FRAGALA’. Si è chiesto il perché?

BARCA. Appunto. Non so dare una risposta.

FRAGALA’. Mi permetto di darla io. Perché vi erano interessi economici di altissimo livello tutelati da Freato, e lei sa il perché.

PRESIDENTE. Lo accenna anche nel diario.

BARCA. Si, lo accenno nel diario.

FRAGALA’. Allora ci siamo intesi. Senatore Barca, vorrei rilevare un suo accenno presente anche nel diario, e cioè che gli interrogatori di Moro – come hanno detto tanti commentatori – erano così articolati che provenivano da persone che avevano una conoscenza enorme della storia della Democrazia Cristiana e delle correnti. Sembra che tali interrogatori venissero decisi o addirittura compilati a Firenze, dove si recava Mario Moretti due o tre volte la settimana, perché in quella città si riuniva il comitato, la direzione strategica delle Brigate Rosse che preparava l’interrogatorio a Moro. Quindi, ci siamo sempre chiesti come mai, durante un periodo così problematico per quanto riguardava la sicurezza dei terroristi, questi andavano e venivano da Roma a Firenze, per riunirsi a Firenze invece che a Roma, magari nel covo accanto alla prigione. Una spiegazione è stata data da Valerio Morucci che ha chiaramente detto di andare a chiedere a quella "sfinge" di Moretti perché si recava a Firenze e chi era l’anfitrione della casa di Firenze in cui si riuniva il comitato strategico delle Brigate rosse. Voi vi siete mai posti l’interrogativo o avete mai avuto l’idea che qualche esponente, qualche intellettuale della Sinistra, qualche personaggio di altissimo livello fosse, in effetti, l’estensore di questi interrogatori e fosse la mente, il regista della parte ideologica e politica del sequestro Moro e che questo intellettuale stesse a Firenze e per questo motivo la direzione strategica delle Brigate rosse, il comitato esecutivo si riunisse a Firenze, nonostante che il sequestro avesse luogo a Roma?

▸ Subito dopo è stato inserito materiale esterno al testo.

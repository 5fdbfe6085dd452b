//! Complete game state: three inventories, the turn flag and the phase.
//! This module provides the read-side interface used by evaluators and search.

use crate::inventory::*;
use crate::types::*;
use serde::{Deserialize, Serialize};

/// Outcome of a game from a fixed player's point of view.
#[derive(Clone, Copy, Debug, Eq, PartialEq)]
pub enum Outcome {
    Won,
    Lost,
}

/// Complete state of a game.
///
/// Cloning produces a fully independent copy: every ant, construction and
/// inventory is owned by value, so search branches never share mutable data.
#[derive(Clone, Debug, PartialEq, Serialize, Deserialize)]
pub struct GameState {
    /// Indexed by `PlayerId::index`: player one, player two, neutral.
    pub inventories: [Inventory; 3],
    pub whose_turn: PlayerId,
    pub phase: Phase,
}

impl GameState {
    /// Creates an empty play-phase state with player one to move.
    pub fn empty() -> Self {
        Self {
            inventories: [
                Inventory::new(PlayerId::One),
                Inventory::new(PlayerId::Two),
                Inventory::new(PlayerId::Neutral),
            ],
            whose_turn: PlayerId::One,
            phase: Phase::Play,
        }
    }

    pub fn inventory(&self, player: PlayerId) -> &Inventory {
        &self.inventories[player.index()]
    }

    pub fn inventory_mut(&mut self, player: PlayerId) -> &mut Inventory {
        &mut self.inventories[player.index()]
    }

    /// Inventory of the player to move.
    pub fn mover(&self) -> &Inventory {
        self.inventory(self.whose_turn)
    }

    /// Inventory of the player not to move.
    pub fn opponent(&self) -> &Inventory {
        self.inventory(self.whose_turn.opponent())
    }

    pub fn neutral(&self) -> &Inventory {
        self.inventory(PlayerId::Neutral)
    }

    /// Iterates over every ant on the board.
    pub fn all_ants(&self) -> impl Iterator<Item = &Ant> {
        self.inventories.iter().flat_map(|inv| inv.ants.iter())
    }

    /// Iterates over every construction on the board, food and grass included.
    pub fn all_constrs(&self) -> impl Iterator<Item = &Construction> {
        self.inventories.iter().flat_map(|inv| inv.constrs.iter())
    }

    pub fn ant_at(&self, coord: Coord) -> Option<&Ant> {
        self.all_ants().find(|ant| ant.coords == coord)
    }

    pub fn constr_at(&self, coord: Coord) -> Option<&Construction> {
        self.all_constrs().find(|c| c.coords == coord)
    }

    /// Food tiles, which live in the neutral inventory.
    pub fn food(&self) -> impl Iterator<Item = &Construction> {
        self.all_constrs()
            .filter(|c| c.constr_type == ConstrType::Food)
    }

    /// Decides whether the game is over from `player`'s point of view.
    ///
    /// Loss conditions are checked first, so a state where both sides meet a
    /// condition counts as lost.
    pub fn outcome_for(&self, player: PlayerId) -> Option<Outcome> {
        let own = self.inventory(player);
        let enemy = self.inventory(player.opponent());

        if !own.has_queen() || enemy.food_count >= FOOD_GOAL {
            return Some(Outcome::Lost);
        }
        if !enemy.has_queen() || own.food_count >= FOOD_GOAL {
            return Some(Outcome::Won);
        }
        None
    }

    pub fn is_terminal(&self) -> bool {
        self.outcome_for(self.whose_turn).is_some()
    }

    /// Returns the winner, if either player has met a win condition.
    pub fn winner(&self) -> Option<PlayerId> {
        match self.outcome_for(PlayerId::One)? {
            Outcome::Won => Some(PlayerId::One),
            Outcome::Lost => Some(PlayerId::Two),
        }
    }

    /// Smallest id not used by any ant.
    pub fn next_ant_id(&self) -> u32 {
        self.all_ants().map(|ant| ant.id + 1).max().unwrap_or(0)
    }

    /// Clears every ant's `has_moved` flag.
    pub fn clear_moved_flags(&mut self) {
        for inv in self.inventories.iter_mut() {
            for ant in inv.ants.iter_mut() {
                ant.has_moved = false;
            }
        }
    }
}

impl Default for GameState {
    fn default() -> Self {
        Self::empty()
    }
}

/// Builder for hand-made states, mostly used by tests and the CLI.
#[derive(Clone, Debug, Default)]
pub struct StateBuilder {
    state: GameState,
}

impl StateBuilder {
    pub fn new() -> Self {
        Self::default()
    }

    pub fn turn(mut self, player: PlayerId) -> Self {
        self.state.whose_turn = player;
        self
    }

    pub fn ant(mut self, owner: PlayerId, ant_type: AntType, coords: Coord) -> Self {
        let id = self.state.next_ant_id();
        self.state
            .inventory_mut(owner)
            .ants
            .push(Ant::new(id, ant_type, coords, owner));
        self
    }

    pub fn constr(mut self, owner: PlayerId, constr_type: ConstrType, coords: Coord) -> Self {
        let tag = if owner.is_player() { Some(owner) } else { None };
        self.state
            .inventory_mut(owner)
            .constrs
            .push(Construction::new(constr_type, coords, tag));
        self
    }

    pub fn food(mut self, owner: PlayerId, count: i32) -> Self {
        self.state.inventory_mut(owner).food_count = count;
        self
    }

    pub fn build(self) -> GameState {
        self.state
    }
}

#[cfg(test)]
mod tests {
    use super::*;

    fn two_queens() -> StateBuilder {
        StateBuilder::new()
            .ant(PlayerId::One, AntType::Queen, Coord::new(1, 1))
            .ant(PlayerId::Two, AntType::Queen, Coord::new(8, 8))
    }

    #[test]
    fn test_empty_state() {
        let state = GameState::empty();
        assert_eq!(state.whose_turn, PlayerId::One);
        assert_eq!(state.phase, Phase::Play);
        assert_eq!(state.neutral().owner, PlayerId::Neutral);
        assert_eq!(state.next_ant_id(), 0);
    }

    #[test]
    fn test_lookups_span_inventories() {
        let state = two_queens()
            .constr(PlayerId::Neutral, ConstrType::Food, Coord::new(3, 3))
            .constr(PlayerId::Two, ConstrType::Anthill, Coord::new(8, 8))
            .build();

        assert_eq!(
            state.ant_at(Coord::new(8, 8)).map(|a| a.owner),
            Some(PlayerId::Two)
        );
        assert_eq!(
            state.constr_at(Coord::new(3, 3)).map(|c| c.constr_type),
            Some(ConstrType::Food)
        );
        assert_eq!(
            state.constr_at(Coord::new(8, 8)).and_then(|c| c.owner),
            Some(PlayerId::Two)
        );
        assert_eq!(state.food().count(), 1);
    }

    #[test]
    fn test_outcomes() {
        let state = two_queens().build();
        assert_eq!(state.outcome_for(PlayerId::One), None);
        assert!(!state.is_terminal());

        let state = two_queens().food(PlayerId::Two, FOOD_GOAL).build();
        assert_eq!(state.outcome_for(PlayerId::One), Some(Outcome::Lost));
        assert_eq!(state.outcome_for(PlayerId::Two), Some(Outcome::Won));
        assert_eq!(state.winner(), Some(PlayerId::Two));

        let state = StateBuilder::new()
            .ant(PlayerId::One, AntType::Queen, Coord::new(1, 1))
            .build();
        assert_eq!(state.outcome_for(PlayerId::One), Some(Outcome::Won));
        assert_eq!(state.winner(), Some(PlayerId::One));
    }

    #[test]
    fn test_clone_is_independent() {
        let original = two_queens().build();
        let mut copy = original.clone();
        copy.inventory_mut(PlayerId::One).ants[0].health = 1;
        assert_eq!(original.inventory(PlayerId::One).ants[0].health, 4);
    }

    #[test]
    fn test_serde_json() {
        let state = two_queens()
            .constr(PlayerId::Neutral, ConstrType::Food, Coord::new(2, 3))
            .build();
        let json = serde_json::to_string(&state).unwrap();
        let back: GameState = serde_json::from_str(&json).unwrap();
        assert_eq!(back, state);
    }
}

PRESIDENTE. Questo, ex post. Non potevano sapere dove si riuniva il comitato.

FRAGALA’. Si, certo. Ex post.

BARCA. La ringrazio della notizia, perché io non sapevo che il comitato si riuniva a Firenze. A tutt’oggi non lo sapevo anche per mia ignoranza – lo confesso – e in parte perché non sono più tornato su questi fatti dolorosi se non perché la Commissione mi ha convocato. Nel mio diario, tuttavia, non a caso, si parla di postini che vanno e vengono da un centro esterno. Quindi, l’ipotesi di un centro esterno era chiara; che poi tale centro esterno fosse a Firenze e che addirittura fosse guidato da qualcuno di Sinistra, anche se il termine sinistra è molto vasto e variegato, francamente mi sembra un’ipotesi azzardata. Se lei dice che ci sono le prove…

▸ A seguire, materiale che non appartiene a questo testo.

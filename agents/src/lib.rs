pub mod best_first;
pub mod config;
pub mod error;
pub mod evaluation;
pub mod greedy;
pub mod minimax;
pub mod network;
pub mod persist;
pub mod random;
pub mod search;
pub mod td;
pub mod tree;

use antics_core::{GameState, Move, RulesEngine};
use log::debug;
use rand::rngs::StdRng;

/// Core trait for ant-game agents
pub trait Agent {
    /// Pick a move for the player to move. None only when there is no legal move.
    fn choose_move(&mut self, state: &GameState) -> Option<Move>;

    /// Called once a game this agent played has finished.
    fn on_game_end(&mut self, _won: bool) {}

    /// Get the agent's name
    fn name(&self) -> &str;
}

/// An agent that runs a search strategy over a heuristic.
pub struct SearchAgent {
    name: String,
    strategy: Box<dyn SearchStrategy>,
    evaluator: Box<dyn Evaluator>,
    rules: Box<dyn RulesEngine>,
    rng: StdRng,
}

impl SearchAgent {
    pub fn new(
        strategy: Box<dyn SearchStrategy>,
        evaluator: Box<dyn Evaluator>,
        rules: Box<dyn RulesEngine>,
        rng: StdRng,
    ) -> Self {
        SearchAgent {
            name: strategy.name(),
            strategy,
            evaluator,
            rules,
            rng,
        }
    }

    /// Runs the strategy and returns its full result.
    pub fn search(&mut self, state: &GameState) -> SearchResult {
        self.strategy
            .search(state, self.rules.as_ref(), self.evaluator.as_ref(), &mut self.rng)
    }
}

impl Agent for SearchAgent {
    fn choose_move(&mut self, state: &GameState) -> Option<Move> {
        let result = self.search(state);
        debug!(
            "{}: score {:.4}, {} nodes{}",
            self.name,
            result.score,
            result.nodes,
            if result.stopped { " (stopped)" } else { "" }
        );
        // A stopped or degenerate search still plays something legal.
        result
            .best_move
            .or_else(|| self.rules.legal_moves(state).into_iter().next())
    }

    fn name(&self) -> &str {
        &self.name
    }
}

pub use best_first::BestFirst;
pub use config::{build_agent, build_td_agent, AgentConfig, StrategyKind};
pub use error::{ConfigError, PersistenceError};
pub use evaluation::*;
pub use greedy::Greedy;
pub use minimax::AlphaBeta;
pub use network::{state_features, train_step, Network, NeuralAgent, NeuralEvaluator};
pub use random::RandomAgent;
pub use search::*;
pub use td::TdAgent;
pub use tree::TreeNode;
impl Evaluator for HeuristicEvaluator {
    fn evaluate_for(&self, state: &GameState, player: PlayerId, rules: &dyn RulesEngine) -> f64 {
        if let Some(value) = terminal_value(state, player) {
            return value;
        }

        let w = &self.weights;
        let own = state.inventory(player);
        let enemy = state.inventory(player.opponent());
        let Some(enemy_queen) = enemy.queen() else {
            return WIN;
        };
        let ruler = Ruler {
            metric: w.metric,
            state,
            rules,
        };

        let mut value = NEUTRAL;
        value += w.food_difference * (own.food_count - enemy.food_count) as f64;
        value += w.own_food * own.food_count as f64;
        value += w.enemy_queen_damage * QUEEN_MAX_HEALTH.saturating_sub(enemy_queen.health) as f64;
        value += w.enemy_queen_health * enemy_queen.health as f64;
        value += w.enemy_health_total * enemy.total_health() as f64;

        let mut workers = 0;
        for ant in &own.ants {
            let term = match ant.ant_type {
                AntType::Queen => self.queen_term(state, own, enemy, ant, &ruler),
                AntType::Worker if w.workers.forage => {
                    workers += 1;
                    match &w.workers.cap {
                        Some(cap) if workers > cap.max => match cap.over {
                            Penalty::Floor(floor) => Term::Floor(floor),
                            Penalty::Subtract(_) => Term::Add(self.worker_term(state, player, own, ant, &ruler)),
                        },
                        _ => Term::Add(self.worker_term(state, player, own, ant, &ruler)),
                    }
                }
                _ => Term::Add(self.attacker_term(enemy, enemy_queen, ant, &ruler)),
            };
            match term {
                Term::Add(delta) => value += delta,
                Term::Floor(floor) => return open(floor),
            }
        }

        if let Some(cap) = &w.workers.cap {
            if workers <= cap.max {
                value += cap.bonus * workers as f64;
            } else if let Penalty::Subtract(amount) = cap.over {
                value -= amount * workers as f64;
            }
        }

        w.clamp.apply(value)
    }
}
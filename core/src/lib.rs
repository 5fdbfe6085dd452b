pub mod error;
pub mod game_state;
pub mod inventory;
pub mod moves;
pub mod rules;
pub mod transition;
pub mod types;

pub use error::TransitionError;
pub use game_state::*;
pub use inventory::*;
pub use moves::*;
pub use rules::*;
pub use types::*;
use super::compress::{FeatureValue, StateKey};
use antics_core::QUEEN_MAX_HEALTH;
use serde::{Deserialize, Serialize};

/// Reward of a state that is won or lost.
pub const TERMINAL_REWARD: f64 = 1.0;

/// Reward R(s) of a compressed state.
///
/// Won and lost keys are always worth +1 and -1; the variants only differ
/// in how the rest are shaped.
#[derive(Debug, Clone, PartialEq, Serialize, Deserialize)]
#[serde(tag = "kind", rename_all = "snake_case")]
pub enum RewardShaping {
    /// Every other state costs the same small amount.
    StepCost { reward: f64 },
    /// Pay for enemy queen health left, own queen damage taken and distance
    /// from own ants to the enemy queen.
    Raider {
        enemy_queen_health: f64,
        queen_damage: f64,
        ant_distance: f64,
        /// Distances are measured against this.
        max_distance: i32,
    },
}

impl Default for RewardShaping {
    fn default() -> Self {
        RewardShaping::StepCost { reward: -0.01 }
    }
}

impl RewardShaping {
    pub fn raider() -> Self {
        RewardShaping::Raider {
            enemy_queen_health: 0.1,
            queen_damage: 0.01,
            ant_distance: 0.001,
            max_distance: 20,
        }
    }

    pub fn reward(&self, key: &StateKey) -> f64 {
        if key.is_won() {
            return TERMINAL_REWARD;
        }
        if key.is_lost() {
            return -TERMINAL_REWARD;
        }

        match *self {
            RewardShaping::StepCost { reward } => reward,
            RewardShaping::Raider {
                enemy_queen_health,
                queen_damage,
                ant_distance,
                max_distance,
            } => {
                let mut reward = 0.0;
                if let Some(health) = key.int("enemy_queen_health") {
                    reward -= enemy_queen_health * health as f64;
                }
                if let Some(health) = key.int("queen_health") {
                    reward -= queen_damage * (QUEEN_MAX_HEALTH as i32 - health) as f64;
                }
                for (name, value) in key.features() {
                    let FeatureValue::Int(d) = value else {
                        continue;
                    };
                    if name.starts_with("ant") && name.ends_with("_distance") {
                        reward += ant_distance * (max_distance - d) as f64;
                    }
                }
                reward
            }
        }
    }
}
use crate::evaluation::{Evaluator, LOSS, WIN};
use crate::search::{simulate, Bookkeeping, SearchInfo, SearchLimits, SearchResult, SearchStrategy};
use antics_core::{GameState, RulesEngine};
use rand::RngCore;

/// One-ply search: play the move whose resulting state scores highest.
///
/// Ties go to the first move the rules engine listed. If nothing beats the
/// 0.0 floor the first legal move is returned.
#[derive(Debug, Clone)]
pub struct Greedy {
    limits: SearchLimits,
}

impl Default for Greedy {
    fn default() -> Self {
        Self::new()
    }
}

impl Greedy {
    pub fn new() -> Self {
        Self {
            limits: SearchLimits::depth(1),
        }
    }

    pub fn with_limits(limits: SearchLimits) -> Self {
        Self { limits }
    }
}

impl SearchStrategy for Greedy {
    fn search(
        &mut self,
        state: &GameState,
        rules: &dyn RulesEngine,
        evaluator: &dyn Evaluator,
        rng: &mut dyn RngCore,
    ) -> SearchResult {
        let mut info = SearchInfo::new(self.limits.clone());
        let moves = rules.legal_moves(state);
        let mut result = SearchResult::empty(1);
        result.best_move = moves.first().cloned();
        result.score = LOSS;

        for mv in moves {
            if info.should_stop() {
                break;
            }
            info.nodes += 1;
            let Some(next) = simulate(state, &mv, rng, Bookkeeping::FullTurn) else {
                continue;
            };
            let value = evaluator.evaluate_for(&next, state.whose_turn, rules);

            if value == WIN {
                result.best_move = Some(mv);
                result.score = WIN;
                break;
            }
            if value > result.score {
                result.score = value;
                result.best_move = Some(mv);
            }
        }

        result.nodes = info.nodes;
        result.stopped = info.stopped;
        result
    }

    fn name(&self) -> String {
        "Greedy".to_string()
    }
}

PRESIDENTE. C’è una dichiarazione di Morucci resa nel corso di un’audizione svolta in Commissione, un’audizione estremamente chiusa in cui Morucci non ha raccontato niente ma ad un certo punto – secondo me – ha lanciato chiaramente un messaggio a qualcuno o a più di qualcuno. Morucci ha detto che era inutile che noi gli ponevamo tutte quelle domande e che dovevamo farci spiegare da Moretti chi era il proprietario della casa di Firenze in cui si riunivano e chi era che dattiloscriveva i manoscritti di Moro; per la verità, non ha detto che preparavano gli interrogatori; si deve tenere presente poi che da Firenze parte la traccia che, in modo abbastanza mal costruito, porta a via Montenevoso. Il problema di Firenze nasce da questa dichiarazione di Morucci.

BARCA. Non lo sapevo.

DE LUCA. Athos. Senatore Barca, ho ascoltato la sua voce e – non so se qualcuno glielo ha già detto – somiglia alla voce di Nenni che, negli ultimi anni, era un po’ roca. Io ero ragazzo a quel tempo e ora ho avuto questa suggestione.

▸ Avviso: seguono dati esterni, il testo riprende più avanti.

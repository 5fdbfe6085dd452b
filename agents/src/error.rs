use std::path::PathBuf;

/// Errors that can occur when loading configuration.
#[derive(Debug, thiserror::Error)]
pub enum ConfigError {
    #[error("failed to read config file {path}: {source}")]
    FileRead {
        path: PathBuf,
        source: std::io::Error,
    },

    #[error("failed to parse TOML: {0}")]
    TomlParse(#[from] toml::de::Error),

    #[error("config validation error: {0}")]
    Validation(String),
}

/// Errors from saving or loading utility tables and network weights.
#[derive(Debug, thiserror::Error)]
pub enum PersistenceError {
    #[error("failed to {operation} {path}: {source}")]
    Io {
        operation: &'static str,
        path: PathBuf,
        source: std::io::Error,
    },

    #[error("failed to encode {path}: {source}")]
    Encode {
        path: PathBuf,
        source: rmp_serde::encode::Error,
    },

    #[error("failed to decode {path}: {source}")]
    Decode {
        path: PathBuf,
        source: rmp_serde::decode::Error,
    },

    #[error("{path} holds a malformed network: {reason}")]
    Shape { path: PathBuf, reason: String },

    #[error("{path} was written for '{found}', expected '{expected}'")]
    FingerprintMismatch {
        path: PathBuf,
        expected: String,
        found: String,
    },
}
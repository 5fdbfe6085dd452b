//! Contracts the core consumes from the rules engine.

use crate::game_state::GameState;
use crate::moves::Move;
use crate::types::*;

/// Legal-move enumeration and path costs, provided by the host game.
pub trait RulesEngine {
    /// Every legal move for the player to move. Empty only once the game is over.
    fn legal_moves(&self, state: &GameState) -> Vec<Move>;

    /// Movement cost from `from` to `to`, respecting obstacles.
    /// Falls back to Manhattan distance when the engine has no pathfinder.
    fn steps_to_reach(&self, _state: &GameState, from: Coord, to: Coord) -> u32 {
        from.manhattan(to)
    }
}

impl<T: RulesEngine + ?Sized> RulesEngine for &T {
    fn legal_moves(&self, state: &GameState) -> Vec<Move> {
        (**self).legal_moves(state)
    }

    fn steps_to_reach(&self, state: &GameState, from: Coord, to: Coord) -> u32 {
        (**self).steps_to_reach(state, from, to)
    }
}

impl<T: RulesEngine + ?Sized> RulesEngine for Box<T> {
    fn legal_moves(&self, state: &GameState) -> Vec<Move> {
        (**self).legal_moves(state)
    }

    fn steps_to_reach(&self, state: &GameState, from: Coord, to: Coord) -> u32 {
        (**self).steps_to_reach(state, from, to)
    }
}

/// A rules engine that always offers a fixed list of moves.
/// Useful for scripting positions and as a stand-in when only END is legal.
#[derive(Clone, Debug, Default)]
pub struct FixedMoves {
    pub moves: Vec<Move>,
}

impl FixedMoves {
    pub fn new(moves: Vec<Move>) -> Self {
        Self { moves }
    }
}

impl RulesEngine for FixedMoves {
    fn legal_moves(&self, _state: &GameState) -> Vec<Move> {
        self.moves.clone()
    }
}
//! Temporal-difference learning over compressed states.

mod agent;
pub mod compress;
pub mod decay;
pub mod repository;
pub mod reward;
pub mod utility;

pub use agent::{load_utilities, TdAgent};
pub use compress::{CompressionScheme, FeatureValue, StateKey, ANT_SLOTS};
pub use decay::DecaySchedule;
pub use repository::{
    table_file_name, InMemoryRepository, MsgPackRepository, UtilityRepository, UtilitySnapshot,
};
pub use reward::RewardShaping;
pub use utility::{td_update, SharedUtilities, TableStats, UtilityTable};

A parte questo, senatore Barca, vorrei chiederle se il PCI di allora fu completamente sorpreso dalla strage di piazza Fontana o in qualche modo c’era un sentore, un clima che fece in modo che quell’avvenimento lasciò certamente di sorpresa ma che permise che qualcuno, nel partito, si rendesse conto che le cose non andavano bene e che ci potevano essere degli eventi così gravi. Cioè, fu un fulmine a ciel sereno?

BARCA. In gran parte fu un fulmine a ciel sereno; una cosa di questo tipo nessuno se la aspettava, non solo noi, ma neanche i socialisti, i democristiani. Veramente l’atmosfera di quella prima mezz’ora – lei che vive nel Transatlantico può immaginarla - era proprio di smarrimento, ci si chiedeva come fosse possibile una cosa del genere.

DE LUCA Athos. Durante il rapimento Moro, aveste la sensazione, o qualcuno pensò, che gli organismi di sicurezza disponessero di infiltrati nelle Brigate rosse? Questa ipotesi è stata ventilata?

BARCA. Fu auspicata questa ipotesi, nel senso che speravamo che Cossiga, il Ministero dell’interno, la polizia e tutti gli organismi segreti avessero degli infiltrati. Ci fu sempre risposto che non ce l’avevano.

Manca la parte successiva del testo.